早朝に電話が鳴り、身内に不幸が発生したことを知りました。連絡をくれた家族は私が葬儀屋なのを知っていますので助けを求める内容でした。直ぐに仕度を済ませ車で向いました。
到着するまでの間、必要な手配を携帯電話で教えて、打合せ等は、私が到着してから手伝うと伝えました。数時間、病院から搬送されていた故人と対面できました。
その場に待機していた葬儀屋さんとの打ち合わせが始まります。実は最初に、私が同業者であると名乗るのを、一瞬ためらい迷いました。

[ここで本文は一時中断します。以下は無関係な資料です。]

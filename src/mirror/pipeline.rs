// file: src/mirror/pipeline.rs
// description: shared classify/probe/transfer pipeline driven by both triggers

use crate::error::Result;
use crate::github::FetchStrategy;
use crate::mirror::classifier::AssetClassifier;
use crate::mirror::store::ArtifactStore;
use crate::models::ReleaseAsset;
use bytes::Bytes;
use futures::stream::BoxStream;
use std::future::Future;
use tracing::{debug, error, info};

pub type ByteStream = BoxStream<'static, Result<Bytes>>;

/// Seam between the pipeline and the upstream host. The production
/// implementation is `GithubClient`; tests substitute counting fakes.
pub trait AssetFetch {
    fn fetch(&self, asset: &ReleaseAsset) -> impl Future<Output = Result<ByteStream>> + Send;
}

/// Builds a fetcher for a repository's fetch strategy. Lets the webhook
/// trigger pick the credentialed client after the payload names the
/// repository, while keeping the seam testable.
pub trait FetchFactory {
    type Fetcher: AssetFetch;

    fn fetcher(&self, strategy: FetchStrategy) -> Self::Fetcher;
}

#[derive(Debug, Clone, Default, PartialEq, Eq)]
pub struct MirrorStats {
    pub mirrored: usize,
    pub skipped_existing: usize,
    pub skipped_irrelevant: usize,
    pub failed: usize,
}

impl MirrorStats {
    pub fn merge(&mut self, other: &MirrorStats) {
        self.mirrored += other.mirrored;
        self.skipped_existing += other.skipped_existing;
        self.skipped_irrelevant += other.skipped_irrelevant;
        self.failed += other.failed;
    }
}

pub struct MirrorPipeline<'a, F: AssetFetch> {
    classifier: &'a AssetClassifier,
    store: &'a ArtifactStore,
    fetcher: &'a F,
}

impl<'a, F: AssetFetch> MirrorPipeline<'a, F> {
    pub fn new(classifier: &'a AssetClassifier, store: &'a ArtifactStore, fetcher: &'a F) -> Self {
        Self {
            classifier,
            store,
            fetcher,
        }
    }

    /// Drive a batch of assets through classify, probe, transfer. Failures
    /// are local to one asset; the batch always runs to completion. The
    /// object store is the de-duplication ledger: re-processing the same
    /// asset list is safe and results in no second write.
    pub async fn process_assets(&self, assets: &[ReleaseAsset]) -> MirrorStats {
        let mut stats = MirrorStats::default();

        for asset in assets {
            let Some(channel) = self.classifier.classify(&asset.name) else {
                debug!("Skipping irrelevant asset: {}", asset.name);
                stats.skipped_irrelevant += 1;
                continue;
            };

            let key = self.classifier.storage_key(channel, &asset.name);

            if self.store.exists(&key).await {
                debug!("Already mirrored: {}", key);
                stats.skipped_existing += 1;
                continue;
            }

            match self.transfer(asset, &key).await {
                Ok(written) => {
                    info!("Mirrored {} ({} bytes)", key, written);
                    stats.mirrored += 1;
                }
                Err(e) => {
                    // left unmirrored; the next trigger retries since the
                    // key is still absent
                    error!("Failed to mirror {}: {}", asset.name, e);
                    stats.failed += 1;
                }
            }
        }

        stats
    }

    async fn transfer(&self, asset: &ReleaseAsset, key: &str) -> Result<u64> {
        let stream = self.fetcher.fetch(asset).await?;
        self.store.put_stream(key, stream).await
    }
}
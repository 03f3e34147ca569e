// file: src/models/summary.rs
// description: mirrored-object summary returned by the listing endpoint

use chrono::{DateTime, Utc};
use serde::Serialize;

#[derive(Debug, Clone, Serialize)]
#[serde(rename_all = "camelCase")]
pub struct ObjectSummary {
    /// Not surfaced by every backend; kept for response-shape compatibility.
    pub storage_class: Option<String>,
    pub uploaded: DateTime<Utc>,
    pub checksums: ObjectChecksums,
    pub size: u64,
    pub key: String,
}

#[derive(Debug, Clone, Default, Serialize)]
pub struct ObjectChecksums {
    #[serde(skip_serializing_if = "Option::is_none")]
    pub etag: Option<String>,
}

#[cfg(test)]
mod tests {
    use super::*;

    #[test]
    fn test_summary_serializes_camel_case() {
        let summary = ObjectSummary {
            storage_class: None,
            uploaded: DateTime::<Utc>::UNIX_EPOCH,
            checksums: ObjectChecksums {
                etag: Some("abc123".to_string()),
            },
            size: 42,
            key: "release/app-1.0.0.jar".to_string(),
        };

        let json = serde_json::to_value(&summary).unwrap();
        assert!(json.get("storageClass").is_some());
        assert_eq!(json["size"], 42);
        assert_eq!(json["key"], "release/app-1.0.0.jar");
        assert_eq!(json["checksums"]["etag"], "abc123");
    }
}
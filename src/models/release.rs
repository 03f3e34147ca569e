// file: src/models/release.rs
// description: GitHub release and release-asset wire types
// reference: https://docs.github.com/en/rest/releases

use serde::{Deserialize, Serialize};

#[derive(Debug, Clone, Deserialize, Serialize)]
pub struct Release {
    pub tag_name: String,
    #[serde(default)]
    pub name: Option<String>,
    #[serde(default)]
    pub prerelease: bool,
    #[serde(default)]
    pub assets: Vec<ReleaseAsset>,
}

#[derive(Debug, Clone, PartialEq, Deserialize, Serialize)]
pub struct ReleaseAsset {
    pub name: String,
    /// API asset endpoint, required for authenticated downloads.
    pub url: String,
    pub browser_download_url: String,
    #[serde(default)]
    pub size: u64,
}

#[cfg(test)]
mod tests {
    use super::*;

    #[test]
    fn test_release_deserializes_from_api_shape() {
        let json = r#"{
            "tag_name": "v1.0.0",
            "name": "1.0.0",
            "prerelease": false,
            "assets": [
                {
                    "name": "app-1.0.0.jar",
                    "url": "https://api.github.com/repos/acme/widget/releases/assets/1",
                    "browser_download_url": "https://github.com/acme/widget/releases/download/v1.0.0/app-1.0.0.jar",
                    "size": 1024
                }
            ]
        }"#;

        let release: Release = serde_json::from_str(json).unwrap();
        assert_eq!(release.tag_name, "v1.0.0");
        assert_eq!(release.assets.len(), 1);
        assert_eq!(release.assets[0].name, "app-1.0.0.jar");
        assert_eq!(release.assets[0].size, 1024);
    }

    #[test]
    fn test_release_tolerates_missing_optional_fields() {
        let release: Release = serde_json::from_str(r#"{"tag_name": "v2.0.0"}"#).unwrap();
        assert!(release.assets.is_empty());
        assert!(!release.prerelease);
        assert!(release.name.is_none());
    }
}
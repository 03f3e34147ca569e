// file: src/server/mod.rs
// description: HTTP server module exports
// reference: internal module structure

pub mod routes;

pub use routes::{AppState, router};
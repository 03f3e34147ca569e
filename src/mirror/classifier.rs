// file: src/mirror/classifier.rs
// description: asset relevance filtering and storage channel routing

use crate::config::MirrorConfig;

/// Storage namespace an artifact is routed to based on filename markers.
#[derive(Debug, Clone, Copy, PartialEq, Eq)]
pub enum Channel {
    Release,
    Prerelease,
}

impl Channel {
    pub fn as_str(&self) -> &'static str {
        match self {
            Channel::Release => "release",
            Channel::Prerelease => "prerelease",
        }
    }
}

const PRERELEASE_MARKERS: [&str; 3] = ["beta", "alpha", "rc"];
const CHECKSUM_SUFFIX: &str = ".sha256";

#[derive(Debug, Clone)]
pub struct AssetClassifier {
    extension: String,
    excluded_prefixes: Vec<String>,
    mirror_checksums: bool,
}

impl AssetClassifier {
    pub fn new(config: &MirrorConfig) -> Self {
        Self {
            extension: format!(".{}", config.artifact_extension.trim_start_matches('.')),
            excluded_prefixes: config.excluded_prefixes.clone(),
            mirror_checksums: config.mirror_checksums,
        }
    }

    /// Decide whether an asset is relevant and which channel it belongs to.
    /// Pure function. Check order: extension filter, prefix exclusion,
    /// prerelease marker scan. The prefix check must run after the extension
    /// filter since excluded names would otherwise also match the extension.
    pub fn classify(&self, file_name: &str) -> Option<Channel> {
        let base = if let Some(stripped) = file_name.strip_suffix(CHECKSUM_SUFFIX) {
            if !self.mirror_checksums {
                return None;
            }
            stripped
        } else {
            file_name
        };

        if !base.ends_with(&self.extension) {
            return None;
        }

        if self
            .excluded_prefixes
            .iter()
            .any(|prefix| base.starts_with(prefix.as_str()))
        {
            return None;
        }

        if PRERELEASE_MARKERS.iter().any(|marker| base.contains(marker)) {
            Some(Channel::Prerelease)
        } else {
            Some(Channel::Release)
        }
    }

    /// Storage key for a classified asset. Checksum companions keep their
    /// full name so they land next to their base artifact.
    pub fn storage_key(&self, channel: Channel, file_name: &str) -> String {
        format!("{}/{}", channel.as_str(), file_name)
    }

    /// Download-route filter: tracked extension or its checksum variant,
    /// independent of whether checksum companions are mirrored.
    pub fn is_tracked_name(&self, name: &str) -> bool {
        name.ends_with(&self.extension)
            || name
                .strip_suffix(CHECKSUM_SUFFIX)
                .is_some_and(|base| base.ends_with(&self.extension))
    }
}

#[cfg(test)]
mod tests {
    use super::*;
    use crate::config::Config;

    fn classifier() -> AssetClassifier {
        AssetClassifier::new(&Config::default_config().mirror)
    }

    #[test]
    fn test_plain_artifact_routes_to_release() {
        assert_eq!(classifier().classify("app-1.0.0.jar"), Some(Channel::Release));
    }

    #[test]
    fn test_prerelease_markers_route_to_prerelease() {
        let classifier = classifier();
        assert_eq!(
            classifier.classify("app-1.0.0-beta.1.jar"),
            Some(Channel::Prerelease)
        );
        assert_eq!(
            classifier.classify("app-1.0.0-alpha.2.jar"),
            Some(Channel::Prerelease)
        );
        assert_eq!(
            classifier.classify("app-1.0.0-rc.1.jar"),
            Some(Channel::Prerelease)
        );
    }

    #[test]
    fn test_excluded_prefix_rejected() {
        assert_eq!(classifier().classify("pro-api-1.0.0.jar"), None);
    }

    #[test]
    fn test_wrong_extension_rejected() {
        let classifier = classifier();
        assert_eq!(classifier.classify("app-1.0.0.zip"), None);
        assert_eq!(classifier.classify("app-1.0.0.tar.gz"), None);
    }

    #[test]
    fn test_checksum_companion_follows_base_channel() {
        let classifier = classifier();
        assert_eq!(
            classifier.classify("app-1.0.0.jar.sha256"),
            Some(Channel::Release)
        );
        assert_eq!(
            classifier.classify("app-1.0.0-beta.1.jar.sha256"),
            Some(Channel::Prerelease)
        );
        // a checksum for an irrelevant file stays irrelevant
        assert_eq!(classifier.classify("app-1.0.0.zip.sha256"), None);
        assert_eq!(classifier.classify("pro-api-1.0.0.jar.sha256"), None);
    }

    #[test]
    fn test_checksum_companion_respects_feature_flag() {
        let mut config = Config::default_config().mirror;
        config.mirror_checksums = false;
        let classifier = AssetClassifier::new(&config);

        assert_eq!(classifier.classify("app-1.0.0.jar.sha256"), None);
        assert_eq!(classifier.classify("app-1.0.0.jar"), Some(Channel::Release));
    }

    #[test]
    fn test_classification_is_deterministic() {
        let classifier = classifier();
        for _ in 0..3 {
            assert_eq!(classifier.classify("app-1.0.0.jar"), Some(Channel::Release));
        }
    }

    #[test]
    fn test_storage_key_layout() {
        let classifier = classifier();
        assert_eq!(
            classifier.storage_key(Channel::Release, "app-1.0.0.jar"),
            "release/app-1.0.0.jar"
        );
        assert_eq!(
            classifier.storage_key(Channel::Prerelease, "app-1.0.0-rc.1.jar"),
            "prerelease/app-1.0.0-rc.1.jar"
        );
        assert_eq!(
            classifier.storage_key(Channel::Release, "app-1.0.0.jar.sha256"),
            "release/app-1.0.0.jar.sha256"
        );
    }

    #[test]
    fn test_tracked_name_filter() {
        let classifier = classifier();
        assert!(classifier.is_tracked_name("release/app-1.0.0.jar"));
        assert!(classifier.is_tracked_name("prerelease/app-1.0.0-rc.1.jar.sha256"));
        assert!(!classifier.is_tracked_name("release/app-1.0.0.zip"));
        assert!(!classifier.is_tracked_name("readme.md"));
    }
}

葬儀屋になって、過去に喪家様の親戚に同業者がいた事があります。本音を言うとあまり、良い想い出ではありません。
「本家の施行次第と違う」とか「こちらのやり方は変だ」とか言われ、トラブルには成らないまでも、同業者はやりにくいなあ、と感じていました。

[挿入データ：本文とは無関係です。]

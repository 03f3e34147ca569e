// file: src/mirror/mod.rs
// description: mirroring synchronizer module exports
// reference: internal module structure

pub mod classifier;
pub mod pipeline;
pub mod poller;
pub mod store;

pub use classifier::{AssetClassifier, Channel};
pub use pipeline::{AssetFetch, ByteStream, FetchFactory, MirrorPipeline, MirrorStats};
pub use poller::ReleasePoller;
pub use store::ArtifactStore;
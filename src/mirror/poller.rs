// file: src/mirror/poller.rs
// description: scheduled poll trigger enumerating recent releases per repository

use crate::config::{MirrorConfig, RepositorySource};
use crate::error::Result;
use crate::github::{FetchStrategy, GithubClient};
use crate::mirror::classifier::AssetClassifier;
use crate::mirror::pipeline::{MirrorPipeline, MirrorStats};
use crate::mirror::store::ArtifactStore;
use crate::models::ReleaseAsset;
use std::sync::Arc;
use std::time::Duration;
use tokio::time::MissedTickBehavior;
use tracing::{error, info, warn};

pub struct ReleasePoller {
    config: MirrorConfig,
    classifier: AssetClassifier,
    store: Arc<ArtifactStore>,
}

impl ReleasePoller {
    pub fn new(config: MirrorConfig, store: Arc<ArtifactStore>) -> Self {
        let classifier = AssetClassifier::new(&config);
        Self {
            config,
            classifier,
            store,
        }
    }

    /// One state-free, run-to-completion pass over the registry in
    /// configured order. A failure in one repository never aborts the
    /// others; an empty registry degrades to a logged no-op.
    pub async fn run(&self) -> MirrorStats {
        let mut total = MirrorStats::default();

        if self.config.repositories.is_empty() {
            warn!("No repositories registered, nothing to poll");
            return total;
        }

        for source in &self.config.repositories {
            match self.poll_source(source).await {
                Ok(stats) => {
                    info!(
                        "{}: {} mirrored, {} already present, {} irrelevant, {} failed",
                        source.full_name(),
                        stats.mirrored,
                        stats.skipped_existing,
                        stats.skipped_irrelevant,
                        stats.failed
                    );
                    total.merge(&stats);
                }
                Err(e) => {
                    error!("Polling {} failed: {}", source.full_name(), e);
                }
            }
        }

        total
    }

    async fn poll_source(&self, source: &RepositorySource) -> Result<MirrorStats> {
        let client = GithubClient::new(FetchStrategy::for_source(source));

        let releases = client
            .list_releases(&source.owner, &source.repo, self.config.releases_page_size)
            .await?;

        let assets: Vec<ReleaseAsset> = releases
            .into_iter()
            .flat_map(|release| release.assets)
            .collect();

        info!(
            "{}: {} assets across recent releases",
            source.full_name(),
            assets.len()
        );

        let pipeline = MirrorPipeline::new(&self.classifier, &self.store, &client);
        Ok(pipeline.process_assets(&assets).await)
    }

    /// Scheduler loop for the serve command. Ticks never overlap: the next
    /// tick is delayed while a run is still in flight.
    pub async fn run_forever(&self, interval: Duration) {
        let mut ticker = tokio::time::interval(interval);
        ticker.set_missed_tick_behavior(MissedTickBehavior::Delay);

        loop {
            ticker.tick().await;
            let stats = self.run().await;
            info!(
                "Poll complete: {} mirrored, {} already present, {} failed",
                stats.mirrored, stats.skipped_existing, stats.failed
            );
        }
    }
}

#[cfg(test)]
mod tests {
    use super::*;
    use crate::config::Config;
    use object_store::memory::InMemory;

    #[tokio::test]
    async fn test_empty_registry_is_a_noop() {
        let config = Config::default_config().mirror;
        let store = Arc::new(ArtifactStore::with_store(Arc::new(InMemory::new())));
        let poller = ReleasePoller::new(config, Arc::clone(&store));

        let stats = poller.run().await;
        assert_eq!(stats, MirrorStats::default());
        assert!(store.list(10).await.unwrap().is_empty());
    }
}
use pct_str::{PctString, URIReserved};

/// Percent-encode all reserved characters, for use in path segments
/// and query keys/values.
pub fn url_encode(s: &str) -> String {
    let p = PctString::encode(s.chars(), URIReserved);
    p.to_string()
}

ただ、出来るなら自分の手で、納棺してあげたいとの、気持ちは強くありましたので最初に
「同業ですので、施行はお任せしますが、納棺だけ、私にやらせてください」
と、申し出ました。
先方の担当者は、喪家の家族が葬儀屋というのは、初めての経験だったようですが、快く「勉強させてもらいます」
との、心配りをしてくれました。
清拭、着せ替え、納棺と、家族、親戚の見守る中、故人を飾り付けました。
ホールに場所を移し、通夜、告別式、お別れ、出棺と進んでいきます。
ここで、気がつきました。ちっとも悲しみが、湧いてきません。淡々と、いつもの仕事のように、気配りをしている、自分が、ホールの中にいました。 身内を亡くしても、悲しめない自分に、腹が立ってきました。この業界に身をおいたおかげで、涙一つこぼれない人間に、なってしまったのかと、後悔の念も感じ始めました。
火葬炉の扉が閉まり、家族や親族が、すすり泣いています。その中で、今お釜なら何分後が骨上げと、計算している、自分が、情けなくなってきました。

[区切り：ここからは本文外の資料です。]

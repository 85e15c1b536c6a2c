use std::{env::VarError, fs::read_to_string, path::Path};

use anyhow::{Result, anyhow, bail, Context};

/// Get an env var as a String; decoding failures are reported as
/// errors.
pub fn getenv(name: &str) -> Result<Option<String>> {
    match std::env::var(name) {
        Ok(s) => Ok(Some(s)),
        Err(e) => match e {
            VarError::NotPresent => Ok(None),
            VarError::NotUnicode(_) => bail!("{:?} env var is not unicode", name),
        }
    }
}

/// Like `getenv`, but gives `fallbackvalue` if the var is not set.
pub fn getenv_or(name: &str, fallbackvalue: &str) -> Result<String> {
    Ok(getenv(name)?.unwrap_or_else(|| fallbackvalue.to_string()))
}

/// Accepts 1/0, true/false, yes/no, on/off (any case).
pub fn parse_bool(name: &str, s: &str) -> Result<bool> {
    match s.trim().to_ascii_lowercase().as_str() {
        "1" | "true" | "yes" | "on" => Ok(true),
        "0" | "false" | "no" | "off" | "" => Ok(false),
        _ => bail!("{:?}: invalid boolean value {:?}", name, s),
    }
}

pub fn getenv_bool(name: &str) -> Result<Option<bool>> {
    match getenv(name)? {
        Some(s) => Ok(Some(parse_bool(name, &s)?)),
        None => Ok(None),
    }
}

pub fn read_file<P: AsRef<Path>>(path: P) -> Result<String> {
    read_to_string(&path).with_context(
        || anyhow!("opening path for reading: {:?}", path.as_ref()))
}


#[cfg(test)]
mod tests {
    use super::*;

    #[test]
    fn t_parse_bool() {
        assert!(parse_bool("X", "1").unwrap());
        assert!(parse_bool("X", " Yes").unwrap());
        assert!(!parse_bool("X", "off").unwrap());
        assert!(!parse_bool("X", "").unwrap());
        assert!(parse_bool("X", "maybe").is_err());
    }

    #[test]
    fn t_getenv_missing() {
        let name = "HTMLFRAG_TEST_SURELY_UNSET_VARIABLE";
        assert_eq!(getenv(name).unwrap(), None);
        assert_eq!(getenv_or(name, "x").unwrap(), "x");
        assert_eq!(getenv_bool(name).unwrap(), None);
    }

    #[test]
    fn t_read_file_missing() {
        let e = read_file("/nonexistent/htmlfrag/file").unwrap_err();
        assert!(format!("{e}").contains("opening path for reading"));
    }
}
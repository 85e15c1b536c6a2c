//! Entity encoding and decoding of text embedded into markup.

use std::collections::HashMap;

use lazy_static::lazy_static;

/// Encoding of user supplied text for embedding into attribute
/// values and element bodies, and the reverse.
pub trait EntityCodec {
    fn encode(&self, text: &str) -> String;
    fn decode(&self, text: &str) -> String;
}

/// Quote-safe encoding of `& < > " '`. Entity references that are
/// already present in the input are left alone (no double encoding).
#[derive(Debug, Clone, Copy, Default)]
pub struct HtmlEntities;

lazy_static! {
    static ref NAMED_ENTITIES: HashMap<&'static str, char> = {
        let mut m = HashMap::new();
        for (name, c) in [
            ("amp", '&'),
            ("lt", '<'),
            ("gt", '>'),
            ("quot", '"'),
            ("apos", '\''),
            ("nbsp", '\u{00A0}'),
            ("copy", '©'),
            ("reg", '®'),
            ("trade", '™'),
            ("hellip", '…'),
            ("mdash", '—'),
            ("ndash", '–'),
            ("laquo", '«'),
            ("raquo", '»'),
            ("lsquo", '‘'),
            ("rsquo", '’'),
            ("ldquo", '“'),
            ("rdquo", '”'),
            ("euro", '€'),
            ("pound", '£'),
            ("yen", '¥'),
            ("cent", '¢'),
            ("sect", '§'),
            ("para", '¶'),
            ("deg", '°'),
            ("middot", '·'),
            ("times", '×'),
            ("divide", '÷'),
        ] {
            m.insert(name, c);
        }
        m
    };
}

/// If `s` (starting right after a `&`) begins with an entity
/// reference body including the terminating `;`, returns its length
/// (incl. the `;`).
fn entity_reference_len(s: &str) -> Option<usize> {
    let bytes = s.as_bytes();
    let (start, is_digit): (usize, fn(&u8) -> bool) = match *bytes.first()? {
        b'#' => match *bytes.get(1)? {
            b'x' | b'X' => (2, u8::is_ascii_hexdigit),
            _ => (1, u8::is_ascii_digit),
        },
        c if c.is_ascii_alphabetic() => (0, u8::is_ascii_alphanumeric),
        _ => return None,
    };
    let body = bytes[start..].iter().take_while(|c| is_digit(*c)).count();
    if body == 0 {
        return None;
    }
    let end = start + body;
    if bytes.get(end) == Some(&b';') {
        Some(end + 1)
    } else {
        None
    }
}

fn decode_reference(body: &str) -> Option<char> {
    if let Some(num) = body.strip_prefix('#') {
        let code = if let Some(hex) = num.strip_prefix('x').or_else(|| num.strip_prefix('X')) {
            u32::from_str_radix(hex, 16).ok()?
        } else {
            num.parse::<u32>().ok()?
        };
        char::from_u32(code).filter(|c| *c != '\0')
    } else {
        NAMED_ENTITIES.get(body).copied()
    }
}

impl EntityCodec for HtmlEntities {
    fn encode(&self, text: &str) -> String {
        let mut out = String::with_capacity(text.len());
        for (i, c) in text.char_indices() {
            match c {
                '&' => {
                    // keep only references that decode to a character
                    let after = &text[i + 1..];
                    match entity_reference_len(after) {
                        Some(len) if decode_reference(&after[..len - 1]).is_some() =>
                            out.push('&'),
                        _ => out.push_str("&amp;"),
                    }
                }
                '<' => out.push_str("&lt;"),
                '>' => out.push_str("&gt;"),
                '"' => out.push_str("&quot;"),
                '\'' => out.push_str("&#39;"),
                _ => out.push(c),
            }
        }
        out
    }

    fn decode(&self, text: &str) -> String {
        let mut out = String::with_capacity(text.len());
        let mut rest = text;
        while let Some(pos) = rest.find('&') {
            out.push_str(&rest[..pos]);
            let after = &rest[pos + 1..];
            match entity_reference_len(after)
                .and_then(|len| decode_reference(&after[..len - 1]).map(|c| (len, c)))
            {
                Some((len, c)) => {
                    out.push(c);
                    rest = &after[len..];
                }
                None => {
                    // unknown or malformed: keep verbatim
                    out.push('&');
                    rest = after;
                }
            }
        }
        out.push_str(rest);
        out
    }
}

骨箱を持って、お伽の食事会場に移動します。 食事前に、思い出を語り始めた時、不意に、声がうわずりました。胸の奥に、熱いものが一瞬、生まれました。すぐに飲み込みましたが、なにか、ホッとしました。悲しみの感情が、一瞬でも出てきたことが、とても嬉しく感じたのです。
人の死という、悲しみには鈍感になりましたが、自分の手で旅立ちの支度をしてあげることが出来たという達成感を味わえたのもこの仕事を選んだからです。
葬儀屋という職業を選んで、良かったとあらためて思っています。